Animal communication is any behaviour on the part of one animal that has an effect on the current or future behavior of another animal. Of course, human communication can be subsumed as a highly developed form of animal communication. The study of animal communication, called zoosemiotics' (distinguishable from anthroposemiotics, the study of human communication) has played an important part in the development of ethology, sociobiology, and the study of animal cognition. This is quite evident as humans are able to communicate with animals, especially dolphins and other animals used in circuses. However, these animals have to learn a special means of communication. Animal communication, and indeed the understanding of the animal world in general, is a rapidly growing field, and even in the 21st century so far, many prior understandings related to diverse fields such as personal symbolic name use, animal emotions, animal culture and learning, and even sexual conduct, long thought to be well understood, have been revolutionized.

Plants and fungi

Among plants, communication is observed within the plant organism, i.e. within plant cells and between plant cells, between plants of the same or related species, and between plants and non-plant organisms, especially in the rootzone. Plant roots communicate in parallel with rhizobia bacteria, with fungi and with insects in the soil. This parallel sign-mediated interactions which are governed by syntactic, pragmatic and semantic rules are possible because of the decentralized "nervous system" of plants. The original meaning of the word "neuron" in Greek is "vegetable fiber" and as recent research shows, most of the intraorganismic plant communication processes are neuronal-like.[9] Plants also communicate via volatiles in the case of herbivory attack behavior to warn neighboring plants. In parallel they produce other volatiles which attract parasites which attack these herbivores. In Stress situations plants can overwrite the genetic code they inherited from their parents and revert to that of their grand- or great-grandparents.[10]

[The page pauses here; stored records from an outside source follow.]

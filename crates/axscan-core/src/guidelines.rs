//! WCAG guideline lookup with an on-disk cache.
//!
//! Guidelines are fetched from a remote source and cached as
//! `{guidelines, timestamp}` JSON. A fresh cache is served as-is; an expired
//! or missing one triggers a live fetch. When the fetch fails the built-in
//! set is returned, so callers always get guidelines back.

use std::fs;
use std::io;
use std::path::{Path, PathBuf};
use std::time::Duration;

use async_trait::async_trait;
use chrono::{DateTime, Utc};
use serde::{Deserialize, Serialize};
use tracing::{debug, info, warn};

use crate::issue::WcagLevel;

pub const DEFAULT_SOURCE_URL: &str = "https://www.w3.org/WAI/WCAG22/wcag.json";
pub const DEFAULT_MAX_AGE_HOURS: u64 = 24;
const FETCH_TIMEOUT: Duration = Duration::from_secs(30);

#[derive(Debug, Clone, PartialEq, Eq, Serialize, Deserialize)]
pub struct Guideline {
    /// Success criterion number, e.g. `1.4.3`.
    pub id: String,
    pub level: WcagLevel,
    pub title: String,
    #[serde(default)]
    pub description: String,
    #[serde(default)]
    pub techniques: Vec<String>,
    pub url: String,
}

#[derive(Debug, thiserror::Error)]
pub enum GuidelineError {
    #[error("Failed to fetch guidelines from {url}: {source}")]
    Request { url: String, source: reqwest::Error },

    #[error("Guideline source {url} returned HTTP {status}")]
    Status { url: String, status: u16 },

    #[error("Guideline source {url} returned no guidelines")]
    Empty { url: String },

    #[error("Cannot write guideline cache {}: {source}", path.display())]
    CacheWrite { path: PathBuf, source: io::Error },

    #[error("Cannot encode guideline cache: {0}")]
    Encode(#[from] serde_json::Error),
}

#[async_trait]
pub trait GuidelineFetcher: Send + Sync {
    async fn fetch(&self) -> Result<Vec<Guideline>, GuidelineError>;
}

/// Accepts either a flat list of [`Guideline`] records or the W3C
/// `wcag.json` document.
#[derive(Deserialize)]
#[serde(untagged)]
enum GuidelineDocument {
    Records(Vec<Guideline>),
    W3c { principles: Vec<W3cPrinciple> },
}

#[derive(Deserialize)]
struct W3cPrinciple {
    #[serde(default)]
    guidelines: Vec<W3cGuideline>,
}

#[derive(Deserialize)]
struct W3cGuideline {
    #[serde(default)]
    successcriteria: Vec<W3cCriterion>,
}

#[derive(Deserialize)]
struct W3cCriterion {
    id: String,
    num: String,
    level: String,
    handle: String,
    #[serde(default)]
    title: String,
    #[serde(default)]
    techniques: Vec<String>,
}

impl GuidelineDocument {
    fn into_guidelines(self) -> Vec<Guideline> {
        match self {
            GuidelineDocument::Records(records) => records,
            GuidelineDocument::W3c { principles } => principles
                .into_iter()
                .flat_map(|p| p.guidelines)
                .flat_map(|g| g.successcriteria)
                .filter_map(|sc| {
                    Some(Guideline {
                        level: WcagLevel::parse(&sc.level)?,
                        url: format!("https://www.w3.org/WAI/WCAG22/Understanding/{}.html", sc.id),
                        id: sc.num,
                        title: sc.handle,
                        description: sc.title,
                        techniques: sc.techniques,
                    })
                })
                .collect(),
        }
    }
}

pub struct HttpGuidelineFetcher {
    client: reqwest::Client,
    url: String,
}

impl HttpGuidelineFetcher {
    pub fn new(url: impl Into<String>) -> Result<Self, GuidelineError> {
        let url = url.into();
        let client = reqwest::Client::builder()
            .timeout(FETCH_TIMEOUT)
            .user_agent(concat!("axscan/", env!("CARGO_PKG_VERSION")))
            .build()
            .map_err(|source| GuidelineError::Request {
                url: url.clone(),
                source,
            })?;
        Ok(Self { client, url })
    }
}

#[async_trait]
impl GuidelineFetcher for HttpGuidelineFetcher {
    async fn fetch(&self) -> Result<Vec<Guideline>, GuidelineError> {
        let request_error = |source: reqwest::Error| GuidelineError::Request {
            url: self.url.clone(),
            source,
        };

        let response = self.client.get(&self.url).send().await.map_err(request_error)?;
        let status = response.status();
        if !status.is_success() {
            return Err(GuidelineError::Status {
                url: self.url.clone(),
                status: status.as_u16(),
            });
        }

        let document: GuidelineDocument = response.json().await.map_err(request_error)?;
        let guidelines = document.into_guidelines();
        if guidelines.is_empty() {
            return Err(GuidelineError::Empty {
                url: self.url.clone(),
            });
        }
        Ok(guidelines)
    }
}

#[derive(Debug, Serialize, Deserialize)]
struct CacheRecord {
    guidelines: Vec<Guideline>,
    timestamp: DateTime<Utc>,
}

#[derive(Debug, Clone, Copy, PartialEq, Eq)]
pub enum GuidelineOrigin {
    Cache,
    Live,
    BuiltIn,
}

#[derive(Debug, Clone, PartialEq, Eq)]
pub struct GuidelineSet {
    pub guidelines: Vec<Guideline>,
    pub origin: GuidelineOrigin,
}

impl GuidelineSet {
    pub fn find(&self, criterion: &str) -> Option<&Guideline> {
        self.guidelines.iter().find(|g| g.id == criterion)
    }
}

pub fn default_cache_path() -> Option<PathBuf> {
    dirs::cache_dir().map(|dir| dir.join("axscan").join("guidelines.json"))
}

pub struct GuidelineService<F> {
    fetcher: F,
    cache_path: Option<PathBuf>,
    max_age: chrono::Duration,
}

impl<F: GuidelineFetcher> GuidelineService<F> {
    /// Without a cache path every call fetches live.
    pub fn new(fetcher: F, cache_path: Option<PathBuf>) -> Self {
        Self {
            fetcher,
            cache_path,
            max_age: chrono::Duration::hours(DEFAULT_MAX_AGE_HOURS as i64),
        }
    }

    pub fn with_max_age_hours(mut self, hours: u64) -> Self {
        self.max_age = i64::try_from(hours)
            .ok()
            .and_then(chrono::Duration::try_hours)
            .unwrap_or(chrono::Duration::MAX);
        self
    }

    pub async fn fetch_guidelines(&self) -> GuidelineSet {
        if let Some(guidelines) = self.read_fresh_cache() {
            return GuidelineSet {
                guidelines,
                origin: GuidelineOrigin::Cache,
            };
        }
        self.fetch_live().await
    }

    /// Ignores the cache and fetches live.
    pub async fn refresh(&self) -> GuidelineSet {
        self.fetch_live().await
    }

    async fn fetch_live(&self) -> GuidelineSet {
        match self.fetcher.fetch().await {
            Ok(guidelines) => {
                info!(count = guidelines.len(), "fetched guidelines");
                if let Some(path) = &self.cache_path {
                    if let Err(e) = write_cache(path, &guidelines) {
                        warn!(error = %e, "failed to update guideline cache");
                    }
                }
                GuidelineSet {
                    guidelines,
                    origin: GuidelineOrigin::Live,
                }
            }
            Err(e) => {
                warn!(error = %e, "guideline fetch failed, using built-in guidelines");
                GuidelineSet {
                    guidelines: builtin_guidelines(),
                    origin: GuidelineOrigin::BuiltIn,
                }
            }
        }
    }

    fn read_fresh_cache(&self) -> Option<Vec<Guideline>> {
        let path = self.cache_path.as_deref()?;
        let content = fs::read_to_string(path).ok()?;
        let record: CacheRecord = match serde_json::from_str(&content) {
            Ok(record) => record,
            Err(e) => {
                warn!(path = %path.display(), error = %e, "ignoring corrupt guideline cache");
                return None;
            }
        };

        let age = Utc::now().signed_duration_since(record.timestamp);
        if age > self.max_age || record.guidelines.is_empty() {
            debug!(path = %path.display(), age_hours = age.num_hours(), "guideline cache expired");
            return None;
        }
        Some(record.guidelines)
    }
}

fn write_cache(path: &Path, guidelines: &[Guideline]) -> Result<(), GuidelineError> {
    let record = CacheRecord {
        guidelines: guidelines.to_vec(),
        timestamp: Utc::now(),
    };
    let json = serde_json::to_string_pretty(&record)?;
    let cache_write = |source: io::Error| GuidelineError::CacheWrite {
        path: path.to_path_buf(),
        source,
    };
    if let Some(dir) = path.parent() {
        fs::create_dir_all(dir).map_err(cache_write)?;
    }
    fs::write(path, json).map_err(cache_write)
}

/// Criteria the built-in rules map to.
pub fn builtin_guidelines() -> Vec<Guideline> {
    let guideline = |id: &str, level, title: &str, description: &str, slug: &str| Guideline {
        id: id.to_string(),
        level,
        title: title.to_string(),
        description: description.to_string(),
        techniques: Vec::new(),
        url: format!("https://www.w3.org/WAI/WCAG22/Understanding/{slug}.html"),
    };

    vec![
        guideline(
            "1.1.1",
            WcagLevel::A,
            "Non-text Content",
            "All non-text content has a text alternative that serves the equivalent purpose.",
            "non-text-content",
        ),
        guideline(
            "1.3.1",
            WcagLevel::A,
            "Info and Relationships",
            "Information, structure and relationships conveyed through presentation can be programmatically determined.",
            "info-and-relationships",
        ),
        guideline(
            "1.4.3",
            WcagLevel::AA,
            "Contrast (Minimum)",
            "Text has a contrast ratio of at least 4.5:1.",
            "contrast-minimum",
        ),
        guideline(
            "2.1.1",
            WcagLevel::A,
            "Keyboard",
            "All functionality is operable through a keyboard interface.",
            "keyboard",
        ),
        guideline(
            "2.4.3",
            WcagLevel::A,
            "Focus Order",
            "Focusable components receive focus in an order that preserves meaning and operability.",
            "focus-order",
        ),
        guideline(
            "2.4.4",
            WcagLevel::A,
            "Link Purpose (In Context)",
            "The purpose of each link can be determined from the link text or its context.",
            "link-purpose-in-context",
        ),
        guideline(
            "2.4.7",
            WcagLevel::AA,
            "Focus Visible",
            "Any keyboard operable interface has a visible keyboard focus indicator.",
            "focus-visible",
        ),
        guideline(
            "4.1.2",
            WcagLevel::A,
            "Name, Role, Value",
            "User interface components expose their name and role to assistive technologies.",
            "name-role-value",
        ),
    ]
}
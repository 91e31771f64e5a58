//! Configuration loading for axscan
//!
//! Reads `axscan.toml`, found by walking up from the scanned directory.
//! Command-line flags take precedence over every value here.

use serde::Deserialize;
use std::collections::HashSet;
use std::path::{Path, PathBuf};

pub const CONFIG_FILENAME: &str = "axscan.toml";

const KNOWN_TOP_LEVEL_KEYS: &[&str] = &["include", "exclude", "rules", "dynamic", "guidelines"];
const KNOWN_RULES_KEYS: &[&str] = &["disabled"];
const KNOWN_DYNAMIC_KEYS: &[&str] = &["timeout_ms", "wait_for_selector", "secondary_urls"];
const KNOWN_GUIDELINES_KEYS: &[&str] = &["source_url", "cache_path", "max_age_hours"];

#[derive(Debug, thiserror::Error)]
pub enum ConfigError {
    #[error("Failed to read config file '{path}': {source}")]
    ReadError {
        path: PathBuf,
        source: std::io::Error,
    },
    #[error("Invalid TOML in '{path}': {message}")]
    ParseError { path: PathBuf, message: String },
}

#[derive(Debug, Clone, Default)]
pub struct ConfigResult {
    pub config: Config,
    pub warnings: Vec<String>,
}

#[derive(Debug, Clone, Default, Deserialize, PartialEq)]
#[serde(default)]
pub struct Config {
    pub include: Vec<String>,
    pub exclude: Vec<String>,
    pub rules: RulesConfig,
    pub dynamic: DynamicConfig,
    pub guidelines: GuidelinesConfig,
}

#[derive(Debug, Clone, Default, Deserialize, PartialEq)]
#[serde(default)]
pub struct RulesConfig {
    pub disabled: Vec<String>,
}

#[derive(Debug, Clone, Default, Deserialize, PartialEq)]
#[serde(default)]
pub struct DynamicConfig {
    pub timeout_ms: Option<u64>,
    pub wait_for_selector: Option<String>,
    pub secondary_urls: Vec<String>,
}

#[derive(Debug, Clone, Default, Deserialize, PartialEq)]
#[serde(default)]
pub struct GuidelinesConfig {
    pub source_url: Option<String>,
    pub cache_path: Option<PathBuf>,
    pub max_age_hours: Option<u64>,
}

pub fn find_config_file(start_dir: &Path) -> Option<PathBuf> {
    let mut current = start_dir.to_path_buf();
    loop {
        let config_path = current.join(CONFIG_FILENAME);
        if config_path.is_file() {
            return Some(config_path);
        }
        if !current.pop() {
            return None;
        }
    }
}

pub fn load_config(path: &Path) -> Result<Config, ConfigError> {
    load_config_with_warnings(path).map(|result| result.config)
}

pub fn load_config_with_warnings(path: &Path) -> Result<ConfigResult, ConfigError> {
    let content = std::fs::read_to_string(path).map_err(|e| ConfigError::ReadError {
        path: path.to_path_buf(),
        source: e,
    })?;

    let config: Config = toml::from_str(&content).map_err(|e| ConfigError::ParseError {
        path: path.to_path_buf(),
        message: e.message().to_string(),
    })?;

    let warnings = detect_unknown_keys(&content);

    Ok(ConfigResult { config, warnings })
}

fn detect_unknown_keys(content: &str) -> Vec<String> {
    let mut warnings = Vec::new();

    let table: toml::Table = match content.parse() {
        Ok(t) => t,
        Err(_) => return warnings,
    };

    let known_top: HashSet<&str> = KNOWN_TOP_LEVEL_KEYS.iter().copied().collect();
    for key in table.keys() {
        if !known_top.contains(key.as_str()) {
            warnings.push(format!("Unknown config option: '{}'", key));
        }
    }

    for (section, known) in [
        ("rules", KNOWN_RULES_KEYS),
        ("dynamic", KNOWN_DYNAMIC_KEYS),
        ("guidelines", KNOWN_GUIDELINES_KEYS),
    ] {
        if let Some(toml::Value::Table(values)) = table.get(section) {
            for key in values.keys() {
                if !known.contains(&key.as_str()) {
                    warnings.push(format!("Unknown config option in [{}]: '{}'", section, key));
                }
            }
        }
    }

    warnings
}

pub fn load_config_or_default(start_dir: &Path) -> Config {
    find_config_file(start_dir)
        .and_then(|path| load_config(&path).ok())
        .unwrap_or_default()
}

/// Like [`load_config_or_default`], but a file that cannot be loaded is
/// reported as a warning rather than dropped silently.
pub fn load_config_or_default_with_warnings(start_dir: &Path) -> ConfigResult {
    match find_config_file(start_dir) {
        Some(path) => load_config_with_warnings(&path).unwrap_or_else(|e| ConfigResult {
            config: Config::default(),
            warnings: vec![format!("{e}; using defaults")],
        }),
        None => ConfigResult::default(),
    }
}
//! Pretty formatter for human-readable terminal output
//!
//! Groups issues by file or audited page, keeping the report's severity
//! order inside each group, and ends with a per-severity summary.

use axscan_core::{AnalysisResult, Issue, Severity, Target};
use colored::{ColoredString, Colorize};

pub struct PrettyFormatter;

impl PrettyFormatter {
    pub fn new() -> Self {
        Self
    }

    pub fn format(&self, result: &AnalysisResult) -> String {
        let mut output = String::new();
        output.push_str(&self.format_header(result));
        output.push('\n');

        for (location, issues) in group_by_location(result.issues()) {
            output.push('\n');
            output.push_str(&location.underline().to_string());
            output.push('\n');
            for issue in issues {
                output.push_str(&self.format_issue(issue));
                output.push('\n');
            }
        }

        output.push_str(&self.format_summary(result));
        output
    }

    fn format_header(&self, result: &AnalysisResult) -> String {
        let target = match result.target() {
            Some(Target::Project(path)) => format!(" of {}", path.display()),
            Some(Target::Url(url)) => format!(" of {}", url),
            None => String::new(),
        };
        format!(
            "{} analysis{} ({})",
            result.analysis_type().as_str().bold(),
            target,
            result.timestamp().format("%Y-%m-%d %H:%M:%S UTC").to_string().dimmed()
        )
    }

    fn format_issue(&self, issue: &Issue) -> String {
        let mut lines = vec![format!(
            "  {} {} {} [{} {}]",
            self.colorize_severity(issue.severity()),
            issue.rule().dimmed(),
            issue.description(),
            issue.wcag_criterion(),
            issue.wcag_level()
        )];

        if let Some(selector) = issue.selector() {
            lines.push(format!("    {} {}", "-->".blue(), selector));
        }
        if let Some(element) = issue.element() {
            lines.push(format!("    {} {}", "|".blue(), element));
        }
        if !issue.help_text().is_empty() {
            lines.push(format!("    {} {} {}", "=".blue(), "help:".green(), issue.help_text()));
        }
        if !issue.wcag_url().is_empty() {
            lines.push(format!("    {} {}", "=".blue(), issue.wcag_url().dimmed()));
        }

        lines.join("\n")
    }

    fn colorize_severity(&self, severity: Severity) -> ColoredString {
        match severity {
            Severity::Critical => "critical".red().bold(),
            Severity::Serious => "serious".yellow().bold(),
            Severity::Moderate => "moderate".blue().bold(),
            Severity::Minor => "minor".cyan().bold(),
        }
    }

    fn format_summary(&self, result: &AnalysisResult) -> String {
        let summary = result.summary();
        if summary.total == 0 {
            return format!("\n{}\n", "No accessibility issues found.".green());
        }

        let issues_str = if summary.total == 1 { "issue" } else { "issues" };
        format!(
            "\nFound {} {} ({}, {}, {}, {})\n",
            summary.total.to_string().bold(),
            issues_str,
            format!("{} critical", summary.critical).red(),
            format!("{} serious", summary.serious).yellow(),
            format!("{} moderate", summary.moderate).blue(),
            format!("{} minor", summary.minor).cyan()
        )
    }
}

impl Default for PrettyFormatter {
    fn default() -> Self {
        Self::new()
    }
}

/// File for static issues, page URL for dynamic ones. Groups appear in the
/// order their first issue does.
fn group_by_location(issues: &[Issue]) -> Vec<(String, Vec<&Issue>)> {
    let mut groups: Vec<(String, Vec<&Issue>)> = Vec::new();
    for issue in issues {
        let location = location(issue);
        match groups.iter_mut().find(|(l, _)| *l == location) {
            Some((_, members)) => members.push(issue),
            None => groups.push((location, vec![issue])),
        }
    }
    groups
}

/// Dynamic issue ids are `<url>:<rule>-<n>`; the URL is recovered from there.
fn location(issue: &Issue) -> String {
    if let Some(file) = issue.file() {
        return file.to_string();
    }
    let marker = format!(":{}-", issue.rule());
    match issue.id().rfind(&marker) {
        Some(end) => issue.id()[..end].to_string(),
        None => issue.id().to_string(),
    }
}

Fungi communicate to coordinate and organize their own growth and development such as the formation of mycelia and fruiting bodies. Additionally fungi communicate with same and related species as well as with nonfungal organisms in a great variety of symbiotic interactions, especially with bacteria, unicellular eukaryotes, plants and insects. The used semiochemicals are of biotic origin and they trigger the fungal organism to react in a specific manner, in difference while to even the same chemical molecules are not being a part of biotic messages doesn’t trigger to react the fungal organism. It means, fungal organisms are competent to identify the difference of the same molecules being part of biotic messages or lack of these features. So far five different primary signalling molecules are known that serve to coordinate very different behavioral patterns such as filamentation, mating, growth, pathogenicity. Behavioral coordination and the production of such substances can only be achieved through interpretation processes: self or non-self, abiotic indicator, biotic message from similar, related, or non-related species, or even “noise”, i.e., similar molecules without biotic content-[11]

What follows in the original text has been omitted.